The liquid-vacuum interfaces of a series of ionic liquids (ILs) containing 1-alkyl-1-methylpyrrolidinium ([C_nmpyrr]⁺) cations of different alkyl chain lengths have been studied by reactive-atom scattering with laser-induced fluorescence detection (RAS-LIF) and mol. dynamics (MD) simulations. A direct, quant. comparison has been performed between [C_nmpyrr]⁺ and the previously better-characterized 1-alkyl-3-methylimidazolium ([C_nmim]⁺) ILs with the same chain lengths, n, and common anion, bis(trifluoromethylsulfonyl)imide ([Tf₂N]^–). Both RAS-LIF experiments, using O(³P) as the projectile and monitoring OH yield, and MD simulations indicate that the coverage of the surface by alkyl chains is almost independent of the identity of the cation headgroup. Moreover, the potentially abstractable H atoms of the saturated pyrrolidinium ring do not contribute appreciably to the exptl. OH yield. In both these senses, therefore, the headgroup is “hidden” from the probe particles approaching from vacuum. More predictably, the alkyl coverage depends strongly and nonstoichiometrically on the length of the alkyl chain, n, for either cation. These results imply the presence of an alkyl-rich layer on the surface formed by preferential orientation of the cations to expose their chains to the vacuum phase. We suggest that the lack of dependence of the packing d. of this layer on cation type results from compensating effects of charge d. and steric blocking. In the experiment, the researchers used many compounds, for example, 3-Dodecyl-1-methyl-1H-imidazol-3-ium bis((trifluoromethyl)sulfonyl)amide (cas: 404001-48-5Synthetic Route of C18H31F6N3O4S2).

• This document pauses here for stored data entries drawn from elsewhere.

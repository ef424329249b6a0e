//! Quasi-random sampling primitives over the unit hypercube.
//!
//! Both samplers share the same contract: `sample(n, d) -> n x d matrix in
//! `[0, 1]^d``. Callers rescale columns to a parameter space's bounds
//! themselves (see [`crate::space::ParameterSpace`]).

pub mod glp;
pub mod latin_hypercube;

pub use glp::GoodLatticePointSampler;
pub use latin_hypercube::LatinHypercubeSampler;

use ndarray::Array2;

use crate::random::RandomGenerator;

/// A sampler producing points in `[0, 1]^d`.
pub trait Sampler {
    fn sample(&self, n: usize, d: usize, rng: &mut impl RandomGenerator) -> Array2<f64>;
}

/// Which sampler seeds a problem's initial batch, selected by
/// `initial_method` in `DistOptimizerConfig`/`StrategyConfig`.
#[derive(Debug, Clone, Copy, PartialEq, Eq)]
pub enum InitialMethod {
    Glp,
    LatinHypercube,
}

impl Default for InitialMethod {
    fn default() -> Self {
        Self::Glp
    }
}

/// Rescales a unit-cube sample to `[lb, ub]` column-wise.
pub fn rescale(unit_sample: &Array2<f64>, lower: &[f64], upper: &[f64]) -> Array2<f64> {
    let mut out = unit_sample.clone();
    for mut row in out.rows_mut() {
        for (j, v) in row.iter_mut().enumerate() {
            *v = *v * (upper[j] - lower[j]) + lower[j];
        }
    }
    out
}

#[cfg(test)]
mod tests {
    use super::*;
    use ndarray::array;

    #[test]
    fn test_rescale() {
        let unit = array![[0.0, 1.0], [0.5, 0.5]];
        let rescaled = rescale(&unit, &[0.0, -10.0], &[10.0, 10.0]);
        assert_eq!(rescaled, array![[0.0, 10.0], [5.0, 0.0]]);
    }
}
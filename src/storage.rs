//! Storage adapter (component J): an append-only evaluation log grouped by
//! `(opt_id, problem_id)`, backed by `serde` + `bincode` rather than the
//! original's HDF5 file (no HDF5 crate is available in this stack). Schema
//! mirrors `spec.md` §6's hierarchical layout: name→index enumerations for
//! parameters/objectives/features/constraints, a fixed parameter-space
//! record, and one append-only log of entries per problem id, plus a
//! sibling log of optional surrogate-prediction traces.

use std::collections::HashMap;
use std::fs;
use std::path::{Path, PathBuf};

use ndarray::Array1;
use serde::{Deserialize, Serialize};

use crate::error::StorageError;
use crate::space::{ParameterSpace, ParameterSpec};
use crate::strategy::{EvaluationEntry, FeatureRecord};

/// A name→index lookup, self-describing the columns of a stored matrix.
#[derive(Debug, Clone, Serialize, Deserialize, PartialEq)]
pub struct Enumeration {
    names: Vec<String>,
}

impl Enumeration {
    pub fn new(names: Vec<String>) -> Self {
        Self { names }
    }

    pub fn names(&self) -> &[String] {
        &self.names
    }

    pub fn index_of(&self, name: &str) -> Option<usize> {
        self.names.iter().position(|n| n == name)
    }

    pub fn len(&self) -> usize {
        self.names.len()
    }

    pub fn is_empty(&self) -> bool {
        self.names.is_empty()
    }
}

/// Serializable mirror of a single [`ParameterSpec`].
#[derive(Debug, Clone, Serialize, Deserialize, PartialEq)]
pub struct ParameterSpaceRecord {
    pub names: Vec<String>,
    pub lower: Vec<f64>,
    pub upper: Vec<f64>,
    pub is_integer: Vec<bool>,
}

impl ParameterSpaceRecord {
    pub fn from_space(space: &ParameterSpace) -> Self {
        let specs = space.specs();
        Self {
            names: specs.iter().map(|s| s.name.clone()).collect(),
            lower: specs.iter().map(|s| s.lower).collect(),
            upper: specs.iter().map(|s| s.upper).collect(),
            is_integer: specs.iter().map(|s| s.is_integer).collect(),
        }
    }

    pub fn to_space(&self) -> Result<ParameterSpace, StorageError> {
        if self.names.len() != self.lower.len()
            || self.names.len() != self.upper.len()
            || self.names.len() != self.is_integer.len()
        {
            return Err(StorageError::Corrupt(
                "parameter space record has mismatched column lengths".to_string(),
            ));
        }
        let specs: Vec<ParameterSpec> = (0..self.names.len())
            .map(|i| ParameterSpec::new(self.names[i].clone(), self.lower[i], self.upper[i], self.is_integer[i]))
            .collect();
        ParameterSpace::new(specs)
            .map_err(|e| StorageError::Corrupt(format!("restored parameter space is invalid: {e}")))
    }
}

/// A fixed key→value map of problem-specific constants, carried alongside
/// the parameter space (e.g. a problem index within a batch of siblings).
pub type ProblemParameters = HashMap<String, f64>;

/// Serializable mirror of [`EvaluationEntry`]: parallel columns instead of
/// an `ndarray`/feature-record pair, keyed by the problem's enumerations.
#[derive(Debug, Clone, Serialize, Deserialize)]
struct EvaluationRecord {
    epoch: u64,
    parameters: Vec<f64>,
    objectives: Vec<f64>,
    features: Option<Vec<f64>>,
    constraints: Option<Vec<f64>>,
    predictions: Option<Vec<f64>>,
}

/// One problem's append-only log: its enumerations, fixed parameters, and
/// every evaluation recorded so far.
#[derive(Debug, Clone, Serialize, Deserialize)]
struct ProblemLog {
    parameter_space: ParameterSpaceRecord,
    objective_enum: Enumeration,
    feature_enum: Enumeration,
    constraint_enum: Enumeration,
    problem_parameters: ProblemParameters,
    entries: Vec<EvaluationRecord>,
}

/// One recorded surrogate-prediction trace, matching the `surrogate_evals`
/// group named in `spec.md` §6: per-epoch mean absolute error between a
/// problem's predicted and realized objectives.
#[derive(Debug, Clone, Serialize, Deserialize)]
pub struct SurrogateEvalRecord {
    pub problem_id: String,
    pub epoch: u64,
    pub mae: Vec<f64>,
}

#[derive(Debug, Clone, Serialize, Deserialize)]
struct Store {
    opt_id: String,
    problems: HashMap<String, ProblemLog>,
    surrogate_evals: Vec<SurrogateEvalRecord>,
}

/// Append-only binary log for one `opt_id`, grouped by `problem_id`.
/// Every mutating call rewrites the whole file in one open/write/close,
/// matching the "no concurrent writers" resource model of `spec.md` §5 —
/// the log is logically append-only (in-memory entries are only ever
/// pushed, never edited or removed) even though each flush re-serializes
/// the full store rather than streaming a byte-level append.
pub struct StorageAdapter {
    file_path: PathBuf,
    store: Store,
}

impl StorageAdapter {
    /// Creates a fresh, empty adapter for `opt_id`, persisting to `file_path`.
    pub fn new(opt_id: impl Into<String>, file_path: impl Into<PathBuf>) -> Self {
        Self {
            file_path: file_path.into(),
            store: Store {
                opt_id: opt_id.into(),
                problems: HashMap::new(),
                surrogate_evals: Vec::new(),
            },
        }
    }

    /// Loads a previously persisted store from `file_path`.
    pub fn load(file_path: impl Into<PathBuf>) -> Result<Self, StorageError> {
        let file_path = file_path.into();
        let bytes = fs::read(&file_path)?;
        let store: Store = bincode::deserialize(&bytes)?;
        Ok(Self { file_path, store })
    }

    pub fn opt_id(&self) -> &str {
        &self.store.opt_id
    }

    pub fn problem_ids(&self) -> Vec<&str> {
        self.store.problems.keys().map(|s| s.as_str()).collect()
    }

    /// Registers a problem's schema. Idempotent: re-registering the same
    /// `problem_id` replaces its enumerations but keeps any already-logged
    /// entries (the enumerations are assumed stable across a restart).
    pub fn register_problem(
        &mut self,
        problem_id: impl Into<String>,
        space: &ParameterSpace,
        objective_names: Vec<String>,
        feature_names: Vec<String>,
        constraint_names: Vec<String>,
        problem_parameters: ProblemParameters,
    ) {
        let problem_id = problem_id.into();
        let entries = self
            .store
            .problems
            .get(&problem_id)
            .map(|log| log.entries.clone())
            .unwrap_or_default();
        self.store.problems.insert(
            problem_id,
            ProblemLog {
                parameter_space: ParameterSpaceRecord::from_space(space),
                objective_enum: Enumeration::new(objective_names),
                feature_enum: Enumeration::new(feature_names),
                constraint_enum: Enumeration::new(constraint_names),
                problem_parameters,
                entries,
            },
        );
    }

    /// Appends `entries` to `problem_id`'s log and flushes the whole store
    /// to disk in one open/write/close.
    pub fn save_evals(
        &mut self,
        problem_id: &str,
        entries: &[EvaluationEntry],
    ) -> Result<(), StorageError> {
        let log = self
            .store
            .problems
            .get_mut(problem_id)
            .ok_or_else(|| StorageError::UnknownProblem(problem_id.to_string()))?;

        for entry in entries {
            let features = entry.f.as_ref().map(|f| f.iter().map(|(_, v)| *v).collect());
            let constraints = entry.c.as_ref().map(|c| c.to_vec());
            let predictions = entry.y_pred.as_ref().map(|p| p.to_vec());
            log.entries.push(EvaluationRecord {
                epoch: entry.epoch,
                parameters: entry.x.to_vec(),
                objectives: entry.y.to_vec(),
                features,
                constraints,
                predictions,
            });
        }

        self.flush()
    }

    /// Appends one surrogate-prediction trace record and flushes.
    pub fn save_surrogate_eval(
        &mut self,
        problem_id: &str,
        epoch: u64,
        mae: &Array1<f64>,
    ) -> Result<(), StorageError> {
        self.store.surrogate_evals.push(SurrogateEvalRecord {
            problem_id: problem_id.to_string(),
            epoch,
            mae: mae.to_vec(),
        });
        self.flush()
    }

    /// Reconstructs `problem_id`'s full evaluation history as
    /// [`EvaluationEntry`] values, in the order they were appended, for
    /// seeding [`crate::strategy::PerProblemStrategy::new_from_history`].
    pub fn load_history(&self, problem_id: &str) -> Result<Vec<EvaluationEntry>, StorageError> {
        let log = self
            .store
            .problems
            .get(problem_id)
            .ok_or_else(|| StorageError::UnknownProblem(problem_id.to_string()))?;

        log.entries
            .iter()
            .map(|record| {
                let x = Array1::from(record.parameters.clone());
                let y = Array1::from(record.objectives.clone());
                let f: Option<FeatureRecord> = record.features.as_ref().map(|values| {
                    log.feature_enum
                        .names()
                        .iter()
                        .cloned()
                        .zip(values.iter().cloned())
                        .collect()
                });
                let c = record.constraints.clone().map(Array1::from);
                let y_pred = record.predictions.clone().map(Array1::from);
                Ok(EvaluationEntry {
                    epoch: record.epoch,
                    x,
                    y,
                    f,
                    c,
                    y_pred,
                })
            })
            .collect()
    }

    pub fn parameter_space(&self, problem_id: &str) -> Result<ParameterSpace, StorageError> {
        let log = self
            .store
            .problems
            .get(problem_id)
            .ok_or_else(|| StorageError::UnknownProblem(problem_id.to_string()))?;
        log.parameter_space.to_space()
    }

    pub fn objective_enum(&self, problem_id: &str) -> Result<&Enumeration, StorageError> {
        Ok(&self
            .store
            .problems
            .get(problem_id)
            .ok_or_else(|| StorageError::UnknownProblem(problem_id.to_string()))?
            .objective_enum)
    }

    fn flush(&self) -> Result<(), StorageError> {
        let bytes = bincode::serialize(&self.store)?;
        if let Some(parent) = self.file_path.parent() {
            if !parent.as_os_str().is_empty() {
                fs::create_dir_all(parent)?;
            }
        }
        fs::write(&self.file_path, bytes)?;
        Ok(())
    }

    pub fn file_path(&self) -> &Path {
        &self.file_path
    }
}

#[cfg(test)]
mod tests {
    use super::*;
    use crate::space::ParameterSpec;
    use ndarray::array;

    fn space() -> ParameterSpace {
        ParameterSpace::new(vec![
            ParameterSpec::continuous("x0", 0.0, 1.0),
            ParameterSpec::continuous("x1", 0.0, 1.0),
        ])
        .unwrap()
    }

    fn tmp_path(name: &str) -> PathBuf {
        std::env::temp_dir().join(format!("moasmo_storage_test_{name}_{}.bin", std::process::id()))
    }

    #[test]
    fn test_round_trip_save_and_load() {
        let path = tmp_path("round_trip");
        let mut storage = StorageAdapter::new("opt-1", &path);
        storage.register_problem(
            "p0",
            &space(),
            vec!["f1".to_string(), "f2".to_string()],
            vec![],
            vec![],
            HashMap::new(),
        );

        let entries = vec![
            EvaluationEntry {
                epoch: 0,
                x: array![0.1, 0.2],
                y: array![1.0, 2.0],
                f: None,
                c: None,
                y_pred: None,
            },
            EvaluationEntry {
                epoch: 0,
                x: array![0.3, 0.4],
                y: array![3.0, 4.0],
                f: None,
                c: None,
                y_pred: Some(array![2.9, 4.1]),
            },
        ];
        storage.save_evals("p0", &entries).unwrap();

        let reloaded = StorageAdapter::load(&path).unwrap();
        let history = reloaded.load_history("p0").unwrap();
        assert_eq!(history.len(), 2);
        assert_eq!(history[1].x, array![0.3, 0.4]);
        assert_eq!(history[1].y_pred, Some(array![2.9, 4.1]));

        let restored_space = reloaded.parameter_space("p0").unwrap();
        assert_eq!(restored_space.dim(), 2);

        let _ = fs::remove_file(&path);
    }

    #[test]
    fn test_save_evals_unknown_problem_errors() {
        let path = tmp_path("unknown_problem");
        let mut storage = StorageAdapter::new("opt-1", &path);
        let result = storage.save_evals("missing", &[]);
        assert!(matches!(result, Err(StorageError::UnknownProblem(_))));
    }

    #[test]
    fn test_enumeration_index_of() {
        let e = Enumeration::new(vec!["a".to_string(), "b".to_string()]);
        assert_eq!(e.index_of("b"), Some(1));
        assert_eq!(e.index_of("c"), None);
    }
}
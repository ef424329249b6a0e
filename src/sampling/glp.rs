//! Good lattice point (GLP) sampling: a deterministic rank-1 lattice of the
//! Korobov form. Candidate generator vectors `h = (1, g, g^2 mod n, ...)`
//! are tried for a bounded number of iterations and the one minimizing
//! centered L2 discrepancy is kept, so the result is reproducible given
//! `(n, d, seed)`.

use ndarray::Array2;

use crate::random::RandomGenerator;
use crate::sampling::Sampler;

#[derive(Debug, Clone)]
pub struct GoodLatticePointSampler {
    pub maxiter: usize,
}

impl Default for GoodLatticePointSampler {
    fn default() -> Self {
        Self { maxiter: 5 }
    }
}

impl GoodLatticePointSampler {
    pub fn new(maxiter: usize) -> Self {
        Self {
            maxiter: maxiter.max(1),
        }
    }

    /// Builds the lattice point set for generator base `g` modulo `n`.
    fn lattice_for_generator(n: usize, d: usize, g: u64) -> Array2<f64> {
        let n64 = n as u64;
        let mut h = vec![1u64; d];
        for j in 1..d {
            h[j] = (h[j - 1] * g) % n64;
        }
        let mut out = Array2::<f64>::zeros((n, d));
        for i in 0..n {
            for j in 0..d {
                let point = ((i as u64 + 1) * h[j]) % n64;
                out[[i, j]] = point as f64 / n as f64;
            }
        }
        out
    }

    /// Centered L2 discrepancy (Hickernell, 1998); lower is more uniform.
    fn centered_l2_discrepancy(points: &Array2<f64>) -> f64 {
        let n = points.nrows() as f64;
        let d = points.ncols();

        let term1 = (13.0_f64 / 12.0).powi(d as i32);

        let mut term2 = 0.0;
        for row in points.rows() {
            let mut prod = 1.0;
            for &x in row.iter() {
                let a = (x - 0.5).abs();
                prod *= 1.0 + 0.5 * a - 0.5 * a * a;
            }
            term2 += prod;
        }
        term2 *= 2.0 / n;

        let mut term3 = 0.0;
        for row_i in points.rows() {
            for row_k in points.rows() {
                let mut prod = 1.0;
                for (&xi, &xk) in row_i.iter().zip(row_k.iter()) {
                    let ai = (xi - 0.5).abs();
                    let ak = (xk - 0.5).abs();
                    prod *= 1.0 + 0.5 * ai + 0.5 * ak - 0.5 * (xi - xk).abs();
                }
                term3 += prod;
            }
        }
        term3 /= n * n;

        term1 - term2 + term3
    }
}

impl Sampler for GoodLatticePointSampler {
    fn sample(&self, n: usize, d: usize, rng: &mut impl RandomGenerator) -> Array2<f64> {
        if n == 0 || d == 0 {
            return Array2::zeros((n, d));
        }

        let mut best: Option<(f64, Array2<f64>)> = None;
        let mut tried = std::collections::HashSet::new();
        let mut attempts = 0usize;
        while attempts < self.maxiter && tried.len() < n.max(1) {
            let g = 1 + rng.gen_range_usize(0, n.max(1)) as u64;
            if !tried.insert(g) {
                continue;
            }
            attempts += 1;
            let candidate = Self::lattice_for_generator(n, d, g);
            let discrepancy = Self::centered_l2_discrepancy(&candidate);
            if best.as_ref().is_none_or(|(best_d, _)| discrepancy < *best_d) {
                best = Some((discrepancy, candidate));
            }
        }
        best.map(|(_, points)| points)
            .unwrap_or_else(|| Self::lattice_for_generator(n, d, 1))
    }
}
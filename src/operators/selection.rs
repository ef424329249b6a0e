//! Geometric-probability tournament selection: candidates are ranked by
//! `(rank, -crowding_distance)` and drawn into the mating pool without
//! replacement, weighted so the best-ranked candidate is most likely to be
//! picked first, `p * (1 - p)^i` for the i-th best with `p = 0.5`.

use crate::random::RandomGenerator;

#[derive(Debug, Clone)]
pub struct GeometricTournamentSelection {
    /// Bernoulli parameter of the geometric weighting; the original system
    /// fixes this at `0.5`.
    pub p: f64,
}

impl Default for GeometricTournamentSelection {
    fn default() -> Self {
        Self { p: 0.5 }
    }
}

impl GeometricTournamentSelection {
    pub fn new(p: f64) -> Self {
        Self { p }
    }

    /// Selects `pool_size` distinct indices out of `0..rank.len()`, weighted
    /// by rank (ascending) then crowding distance (descending).
    pub fn select(
        &self,
        rank: &[usize],
        crowding: &[f64],
        pool_size: usize,
        rng: &mut impl RandomGenerator,
    ) -> Vec<usize> {
        let n = rank.len();
        assert_eq!(n, crowding.len());
        assert!(pool_size <= n);

        let mut order: Vec<usize> = (0..n).collect();
        order.sort_by(|&a, &b| {
            rank[a]
                .cmp(&rank[b])
                .then(crowding[b].partial_cmp(&crowding[a]).unwrap())
        });

        let mut weights: Vec<f64> = (0..n)
            .map(|i| self.p * (1.0 - self.p).powi(i as i32))
            .collect();
        let mut remaining = order;
        let mut pool = Vec::with_capacity(pool_size);

        for _ in 0..pool_size {
            let total: f64 = weights.iter().sum();
            let mut target = rng.gen_range_f64(0.0, total);
            let mut chosen = remaining.len() - 1;
            for (i, &w) in weights.iter().enumerate() {
                if target < w {
                    chosen = i;
                    break;
                }
                target -= w;
            }
            pool.push(remaining.remove(chosen));
            weights.remove(chosen);
        }
        pool
    }
}

#[cfg(test)]
mod tests {
    use super::*;
    use crate::random::StdRandomGenerator;
    use rand::SeedableRng;
    use rand::rngs::StdRng;

    #[test]
    fn test_select_returns_distinct_indices_within_range() {
        let rank = vec![0, 1, 0, 2, 1];
        let crowding = vec![1.0, 2.0, f64::INFINITY, 0.5, 3.0];
        let sel = GeometricTournamentSelection::default();
        let mut rng = StdRandomGenerator::new(StdRng::seed_from_u64(5));
        let pool = sel.select(&rank, &crowding, 3, &mut rng);
        assert_eq!(pool.len(), 3);
        let mut sorted = pool.clone();
        sorted.sort_unstable();
        sorted.dedup();
        assert_eq!(sorted.len(), 3);
        for &idx in &pool {
            assert!(idx < rank.len());
        }
    }

    #[test]
    fn test_full_pool_returns_all_indices() {
        let rank = vec![0, 0, 1];
        let crowding = vec![1.0, 2.0, 1.0];
        let sel = GeometricTournamentSelection::default();
        let mut rng = StdRandomGenerator::new(StdRng::seed_from_u64(9));
        let mut pool = sel.select(&rank, &crowding, 3, &mut rng);
        pool.sort_unstable();
        assert_eq!(pool, vec![0, 1, 2]);
    }
}
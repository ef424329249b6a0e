//! Unified RNG abstraction used by sampling, crossover, mutation, selection,
//! SCE-UA and every other stochastic component in this crate.
//!
//! The [`RandomGenerator`] trait is a thin façade over `rand` so operator
//! code doesn't have to juggle the underlying engine directly, and so tests
//! can swap in [`NoopRandomGenerator`] when a code path never actually draws
//! a random number but the trait bound still needs satisfying.

use rand::prelude::IndexedRandom;
use rand::rngs::StdRng;
use rand::seq::SliceRandom;
use rand::{Rng, RngCore, SeedableRng};
use rand_distr::{Distribution, StandardNormal};

/// A trait defining a unified interface for generating random values,
/// used across genetic operators and algorithms.
pub trait RandomGenerator {
    type R: RngCore + Rng;

    /// Generates a random `usize` in the range `[min, max)` using the underlying RNG.
    fn gen_range_usize(&mut self, min: usize, max: usize) -> usize {
        self.rng().random_range(min..max)
    }

    /// Generates a random `f64` in the range `[min, max)` using the underlying RNG.
    fn gen_range_f64(&mut self, min: f64, max: f64) -> f64 {
        self.rng().random_range(min..max)
    }

    /// Generates a random `usize` using the underlying RNG.
    fn gen_usize(&mut self) -> usize {
        self.rng().random_range(usize::MIN..usize::MAX)
    }

    /// Generates a random boolean value with probability `p` of being `true`.
    fn gen_bool(&mut self, p: f64) -> bool {
        self.rng().random_bool(p)
    }

    /// Generates a random probability as an `f64` in the range `[0.0, 1.0)`.
    fn gen_probability(&mut self) -> f64 {
        self.rng().random::<f64>()
    }

    /// Draws a standard-normal sample, used by the Gaussian-process surrogate's
    /// restart/jitter logic.
    fn gen_standard_normal(&mut self) -> f64 {
        StandardNormal.sample(self.rng())
    }

    fn shuffle_vec(&mut self, vector: &mut Vec<f64>) {
        vector.shuffle(self.rng())
    }

    fn shuffle_vec_usize(&mut self, vector: &mut Vec<usize>) {
        vector.shuffle(self.rng())
    }

    fn choose_usize<'a>(&mut self, vector: &'a [usize]) -> Option<&'a usize> {
        vector.choose(self.rng())
    }

    /// Returns a mutable reference to the underlying RNG implementing `RngCore`.
    fn rng(&mut self) -> &mut Self::R;
}

/// The production implementation of `RandomGenerator`, backed by `StdRng`.
#[derive(Debug, Clone)]
pub struct StdRandomGenerator {
    rng: StdRng,
}

impl StdRandomGenerator {
    pub fn new(rng: StdRng) -> Self {
        Self { rng }
    }

    pub fn new_from_seed(seed: Option<u64>) -> Self {
        let rng = seed.map_or_else(|| StdRng::from_rng(&mut rand::rng()), StdRng::seed_from_u64);
        Self { rng }
    }
}

impl RandomGenerator for StdRandomGenerator {
    type R = StdRng;
    fn rng(&mut self) -> &mut StdRng {
        &mut self.rng
    }
}

/// A dummy RNG that panics on every draw. Used to build a `RandomGenerator`
/// implementation for unit tests that need the trait bound but never
/// actually exercise randomness on the path under test.
pub struct TestDummyRng;

impl RngCore for TestDummyRng {
    fn next_u32(&mut self) -> u32 {
        unimplemented!("TestDummyRng does not generate random values")
    }

    fn next_u64(&mut self) -> u64 {
        unimplemented!("TestDummyRng does not generate random values")
    }

    fn fill_bytes(&mut self, _dest: &mut [u8]) {
        unimplemented!("TestDummyRng does not generate random values")
    }
}

pub struct NoopRandomGenerator {
    dummy: TestDummyRng,
}

impl Default for NoopRandomGenerator {
    fn default() -> Self {
        Self::new()
    }
}

impl NoopRandomGenerator {
    pub fn new() -> Self {
        Self {
            dummy: TestDummyRng,
        }
    }
}

impl RandomGenerator for NoopRandomGenerator {
    type R = TestDummyRng;
    fn rng(&mut self) -> &mut TestDummyRng {
        &mut self.dummy
    }
}

#[cfg(test)]
mod tests {
    use super::*;
    use rand::SeedableRng;
    use rand::rngs::StdRng;

    #[test]
    fn test_gen_range_usize() {
        let seed = [42u8; 32];
        let mut rng = StdRandomGenerator::new(StdRng::from_seed(seed));

        let min = 10;
        let max = 20;
        let value = rng.gen_range_usize(min, max);

        assert!(
            value >= min && value < max,
            "gen_range_usize produced {} which is not in [{}, {})",
            value,
            min,
            max
        );
    }

    #[test]
    fn test_gen_range_f64() {
        let seed = [42u8; 32];
        let mut rng = StdRandomGenerator::new(StdRng::from_seed(seed));

        let min = 3.0;
        let max = 10.0;
        let value = rng.gen_range_f64(min, max);

        assert!(
            value >= min && value < max,
            "gen_range_f64 produced {} which is not in [{}, {})",
            value,
            min,
            max
        );
    }

    #[test]
    fn test_gen_bool() {
        let seed = [42u8; 32];
        let mut rng = StdRandomGenerator::new(StdRng::from_seed(seed));

        assert!(rng.gen_bool(1.0), "gen_bool(1.0) did not return true");
        assert!(!rng.gen_bool(0.0), "gen_bool(0.0) did not return false");
    }

    #[test]
    fn test_gen_probability() {
        let seed = [42u8; 32];
        let mut rng = StdRandomGenerator::new(StdRng::from_seed(seed));

        let prob = rng.gen_probability();
        assert!(
            (0.0..1.0).contains(&prob),
            "gen_probability produced {} which is not in [0, 1)",
            prob
        );
    }
}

3-Dodecyl-1-methyl-1H-imidazol-3-ium bis((trifluoromethyl)sulfonyl)amide (cas: 404001-48-5) belongs to imidazole derivatives. 1H-imidazole is an imidazole tautomer which has the migrating hydrogen at position 1. It is a conjugate base of an imidazolium cation. It is a conjugate acid of an imidazolide. It is a tautomer of a 4H-imidazole. Imidazole has been usedin the lysis, wash and elution buffer for the purification of histidine tagged Sonic Hedgehog(shh-N) protein, in elution buffer in stepwise gradient for the purification of histidine tagged aldo keto reductases using nickel affinity chromatography, as a component of homogenization buffer for the purification of phagosomal compartments from dendritic cells.Synthetic Route of C18H31F6N3O4S2

Referemce:
Imidazole – Wikipedia,
Imidazole | C3H4N2 – PubChem

Synthesis and pharmacological activity N-aryloxyethyl derivatives of 9H-2,3-dihydroimidazo- and 10H-2,3,4,10-tetrahydropyrimido[1,2-a]benzimidazoles was written by Anisimova, V. A.;Spasov, A. A.;Stepanov, A. V.;Ar’kova, N. V.;Jakovlev, D. S.. And the article was included in Pharmaceutical Chemistry Journal in 2006.HPLC of Formula: 24134-26-7 This article mentions the following:

A series of N-aryloxyethyl derivatives of 9H-2,3-dihydroimidazo- and 10H-2,3,4,10-tetrahydropyrimido-[1,2-a]benzimidazoles, e.g. I·HCl, have been synthesized and tested for pharmacol. properties. It is established that most of the synthesized substances exhibit antiarrhythmic, antiaggregant and hemorheol. activity. In the experiment, the researchers used many compounds, for example, 2,3-Dihydro-1H-benzo[d]imidazo[1,2-a]imidazole (cas: 24134-26-7HPLC of Formula: 24134-26-7).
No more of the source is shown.